Ya estoy en la mesa. Pongo mis manos sobre ella. Paseo mis dedos. Hundo la yema en la madera. Hay capas de grasa; es la evidencia del paso de los años. Muchos comensales han comido sobre ella. Por supuesto, no es una mesa de restaurante. Es hogareña. Una mesa con memoria. Es un objeto que ha servido bien. Es majestuosa y orgullosa. Esta es vieja. Húmeda. Las sillas son de madera, tienen un espaldar alto. Las nalgas posan sobre su cuero de vaca, eso creo. La mesa tiene una leve inclinación, pienso: “Cuando traiga la ‘preparada’ se regará”.

Sirven. Se ve delicioso. Con hambre, uno piensa lo mismo: ¡Qué rico! Las glándulas salivales preparan la boca. Estoy listo. Cuando uso la cuchara para comer, la profesora Virginia cuenta una historia fantástica. Ahí está viva la comunicación. ¡Qué pereza, no dejo de ser profesor ni en las horas de descanso!, pienso. Imagino lo que cuenta, es inevitable. Unos familiares alquilaron un avión para ir al matrimonio de su prima en Arauca. La profesora, quien tenía a su hija de meses, fue convencida para no abordar su vuelo comercial, sino irse con ellos en ese aparto, viejo y desvencijado.

Era una fiesta. Todos apretados en ese Douglas DC 3. No tenía instrumentos de navegación. Se guiaban por la geografía accidentada del pie de monte llanero. Cuenta ella que empezó a llover, era una tormenta eléctrica. Ella notó que había algo raro. El comportamiento de los pilotos y de los familiares no era usual. La profesora Virginia caminó por el estrecho pasillo, corrió la cortina y olió a licor. Estaban ebrios. En ese estado, piloteaban. Se habían unido a la fiesta de todo el grupo. En medio de ese aguacero, perdieron el contacto radial con las torres de control, no sabían en qué pista debían aterrizar para pasar la tormenta.

Logran hacerlo, en medio de la noche, sin ninguna autorización, sin instrumentos y sin iluminación. Esto es de no creer. La profesora tiene unos ojos de color verde esmeralda. Los abrió para contar lo increíble de su travesía aérea. La sopa está caliente. Sorbo con discreción. El trozo de papa criolla la soplo para adentro.
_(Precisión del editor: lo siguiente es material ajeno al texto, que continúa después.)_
//! HTML codec for the document tree.
//!
//! Parsing goes through `html5ever`, so input is read the way a browser
//! reads it: implied end tags, raw-text `script`/`style` bodies, table
//! fix-ups and entity decoding all follow the HTML parsing algorithm. The
//! parser builds an `RcDom`, which is then copied into the arena.
//!
//! Markup that starts with a doctype or an `<html>` tag is parsed as a full
//! document. Anything else is parsed as a fragment in `<body>` context and
//! comes back without the `html`/`head`/`body` scaffolding.
//!
//! Serialization drives `html5ever`'s own serializer over the arena, so
//! escaping, void elements and raw-text elements come out right as well.

use std::io;

use html5ever::serialize::{serialize as write_html, Serialize, SerializeOpts, Serializer, TraversalScope};
use html5ever::tendril::TendrilSink;
use html5ever::{parse_document, parse_fragment, LocalName, Namespace, ParseOpts, QualName};
use markup5ever_rcdom::{Handle, NodeData, RcDom};

use super::{Document, NodeId, NodeKind};
use crate::error::FolioError;

const HTML_NAMESPACE: &str = "http://www.w3.org/1999/xhtml";

fn html_name(local: &str) -> QualName {
    QualName::new(None, Namespace::from(HTML_NAMESPACE), LocalName::from(local))
}

/// Whether the markup is a whole document rather than a body fragment.
fn is_full_document(html: &str) -> bool {
    let head: String = html.trim_start().chars().take(9).collect();
    let head = head.to_ascii_lowercase();
    head.starts_with("<!doctype") || head.starts_with("<html")
}

/// Parse an HTML string into a fresh [`Document`].
pub fn parse(html: &str) -> Result<Document, FolioError> {
    let full = is_full_document(html);
    let opts = ParseOpts::default();
    let dom: RcDom = if full {
        parse_document(RcDom::default(), opts)
            .from_utf8()
            .read_from(&mut html.as_bytes())
    } else {
        parse_fragment(RcDom::default(), opts, html_name("body"), Vec::new())
            .from_utf8()
            .read_from(&mut html.as_bytes())
    }
    .map_err(|e| FolioError::Parse {
        message: e.to_string(),
    })?;

    let mut doc = Document::new();
    let root = doc.root();
    let top = dom.document.children.borrow();
    if full {
        for child in top.iter() {
            convert(&mut doc, child, root);
        }
    } else {
        // Fragment content hangs off a synthetic <html> element.
        for scaffold in top.iter() {
            for child in scaffold.children.borrow().iter() {
                convert(&mut doc, child, root);
            }
        }
    }
    Ok(doc)
}

fn attr_name(name: &QualName) -> String {
    match &name.prefix {
        Some(prefix) => format!("{prefix}:{}", name.local),
        None => name.local.to_string(),
    }
}

fn convert(doc: &mut Document, handle: &Handle, parent: NodeId) {
    let node = match &handle.data {
        NodeData::Document => {
            for child in handle.children.borrow().iter() {
                convert(doc, child, parent);
            }
            return;
        }
        NodeData::ProcessingInstruction { .. } => return,
        NodeData::Doctype { name, .. } => doc.create_doctype(name),
        NodeData::Text { contents } => doc.create_text(&contents.borrow()),
        NodeData::Comment { contents } => doc.create_comment(contents),
        NodeData::Element {
            name,
            attrs,
            template_contents,
            ..
        } => {
            let el = doc.create_element(&name.local);
            for attr in attrs.borrow().iter() {
                doc.set_attr(el, &attr_name(&attr.name), &attr.value);
            }
            if let Some(contents) = template_contents.borrow().as_ref() {
                for child in contents.children.borrow().iter() {
                    convert(doc, child, el);
                }
            }
            el
        }
    };
    doc.append_child(parent, node);
    for child in handle.children.borrow().iter() {
        convert(doc, child, node);
    }
}

/// A node of the arena, seen through `html5ever`'s serializer.
struct Subtree<'a> {
    doc: &'a Document,
    node: NodeId,
}

impl Serialize for Subtree<'_> {
    fn serialize<S: Serializer>(&self, serializer: &mut S, traversal_scope: TraversalScope) -> io::Result<()> {
        match traversal_scope {
            TraversalScope::IncludeNode => write_node(self.doc, self.node, serializer),
            TraversalScope::ChildrenOnly(_) => {
                for &child in self.doc.children(self.node) {
                    write_node(self.doc, child, serializer)?;
                }
                Ok(())
            }
        }
    }
}

fn write_node<S: Serializer>(doc: &Document, node: NodeId, serializer: &mut S) -> io::Result<()> {
    match doc.kind(node) {
        NodeKind::Root => {
            for &child in doc.children(node) {
                write_node(doc, child, serializer)?;
            }
            Ok(())
        }
        NodeKind::Doctype(name) => serializer.write_doctype(name),
        NodeKind::Comment(text) => serializer.write_comment(text),
        NodeKind::Text(text) => serializer.write_text(text),
        NodeKind::Element(el) => {
            let name = html_name(&el.name);
            let attrs: Vec<(QualName, &str)> = el
                .attrs
                .iter()
                .map(|(key, value)| (QualName::new(None, Namespace::from(""), LocalName::from(key.as_str())), value.as_str()))
                .collect();
            serializer.start_elem(name.clone(), attrs.iter().map(|(key, value)| (key, *value)))?;
            for &child in doc.children(node) {
                write_node(doc, child, serializer)?;
            }
            serializer.end_elem(name)
        }
    }
}

fn to_html(doc: &Document, node: NodeId, traversal_scope: TraversalScope) -> String {
    let mut out = Vec::new();
    let opts = SerializeOpts {
        traversal_scope,
        ..Default::default()
    };
    // Writing into a Vec cannot fail.
    if let Err(e) = write_html(&mut out, &Subtree { doc, node }, opts) {
        log::error!("serializing {node:?} failed: {e}");
    }
    String::from_utf8_lossy(&out).into_owned()
}

/// Serialize the whole document back to HTML.
pub fn serialize(doc: &Document) -> String {
    to_html(doc, doc.root(), TraversalScope::ChildrenOnly(None))
}

/// Serialize a single subtree (the node itself included).
pub fn serialize_node(doc: &Document, node: NodeId) -> String {
    to_html(doc, node, TraversalScope::IncludeNode)
}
Levanto mi mirada, veo a la profe y cuenta que al final todo fue feliz. Que los pilotos debían regresar a siguiente día, pero se quedaron para la fiesta y ocho días más de parranda llanera.
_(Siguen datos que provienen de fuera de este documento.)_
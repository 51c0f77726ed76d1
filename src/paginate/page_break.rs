//! # Page Break Decisions
//!
//! Where does a page body have to be divided? This module encodes the rules
//! that decide it, separately from the machinery that moves nodes around:
//! forced breaks win outright, otherwise the first child that crosses the
//! usable bottom edge is the candidate, and a heading directly above it is
//! pulled along so it is never stranded at the foot of a page.

use crate::config::PaginationConfig;
use crate::dom::{Document, NodeId};
use crate::geometry::{content_height, LayoutProbe, PageGeometry};

/// Decide what to do with a page body.
#[derive(Debug, Clone, Copy, PartialEq, Eq)]
pub enum BreakDecision {
    /// Content fits the page.
    Fits,
    /// A child carrying a force-break class starts the next page.
    Forced(NodeId),
    /// Content overflows; the next page starts at this child.
    Overflow(NodeId),
    /// Content overflows but no child can be blamed (or the body is not
    /// measurable); leave the page alone this pass.
    Unresolved,
}

pub fn is_heading(doc: &Document, node: NodeId) -> bool {
    matches!(doc.tag(node), Some("h1" | "h2" | "h3" | "h4" | "h5" | "h6"))
}

/// Heading text without the number the engine prefixes to it.
pub fn heading_text(doc: &Document, heading: NodeId, config: &PaginationConfig) -> String {
    doc.children(heading)
        .iter()
        .filter(|&&c| !doc.has_class(c, &config.markers.heading_number))
        .map(|&c| doc.text_content(c))
        .collect::<String>()
        .trim()
        .to_string()
}

/// Whether the body's content fits the page.
pub fn body_fits(
    doc: &Document,
    probe: &dyn LayoutProbe,
    body: NodeId,
    geometry: &PageGeometry,
    config: &PaginationConfig,
) -> bool {
    content_height(doc, probe, body)
        .map_or(true, |h| h <= geometry.available_height + config.tolerance)
}

/// First child whose bottom edge (margin included) crosses the usable
/// bottom of the page.
pub fn first_overflowing_child(
    doc: &Document,
    probe: &dyn LayoutProbe,
    children: &[NodeId],
    geometry: &PageGeometry,
    config: &PaginationConfig,
) -> Option<usize> {
    let boundary = geometry.content_bottom() + config.tolerance;
    children.iter().position(|&child| {
        probe
            .measure(doc, child)
            .is_some_and(|m| m.outer_bottom() > boundary)
    })
}

/// Given a body whose insets are already applied, decide how to break it.
pub fn decide_break(
    doc: &Document,
    probe: &dyn LayoutProbe,
    body: NodeId,
    geometry: &PageGeometry,
    config: &PaginationConfig,
) -> BreakDecision {
    let children = doc.element_children(body);

    if let Some(&forced) = children
        .iter()
        .skip(1)
        .find(|&&c| doc.has_any_class(c, &config.markers.force_break))
    {
        return BreakDecision::Forced(forced);
    }

    if body_fits(doc, probe, body, geometry, config) {
        return BreakDecision::Fits;
    }

    let Some(idx) = first_overflowing_child(doc, probe, &children, geometry, config) else {
        return BreakDecision::Unresolved;
    };

    // Keep a heading with the block it introduces.
    if idx > 0 {
        let previous = children[idx - 1];
        if is_heading(doc, previous) && !config.is_orphan_exempt(&heading_text(doc, previous, config)) {
            return BreakDecision::Overflow(previous);
        }
    }

    BreakDecision::Overflow(children[idx])
}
Las carcajadas retumban el silencio del restaurante. El olor a carne asada interrumpe nuestras risotadas, ella pasa al lado y me dice: -muéstreme las rodillas. Sin entenderle, le pido que me repita. Sin más, me replica: -No se haga el sordo. Es cierto, es que no creo lo que me dice. Cuando descifro el acertijo, le pido –inmediatamente- lo mismo. Los dos reímos. Sigue su camino para la cocina, mientras lo hace dice: -Ya les traigo más ‘preparada’ para que mojen la palabra. Con ello siento su consentimiento, aquella que solo una madre putativa da.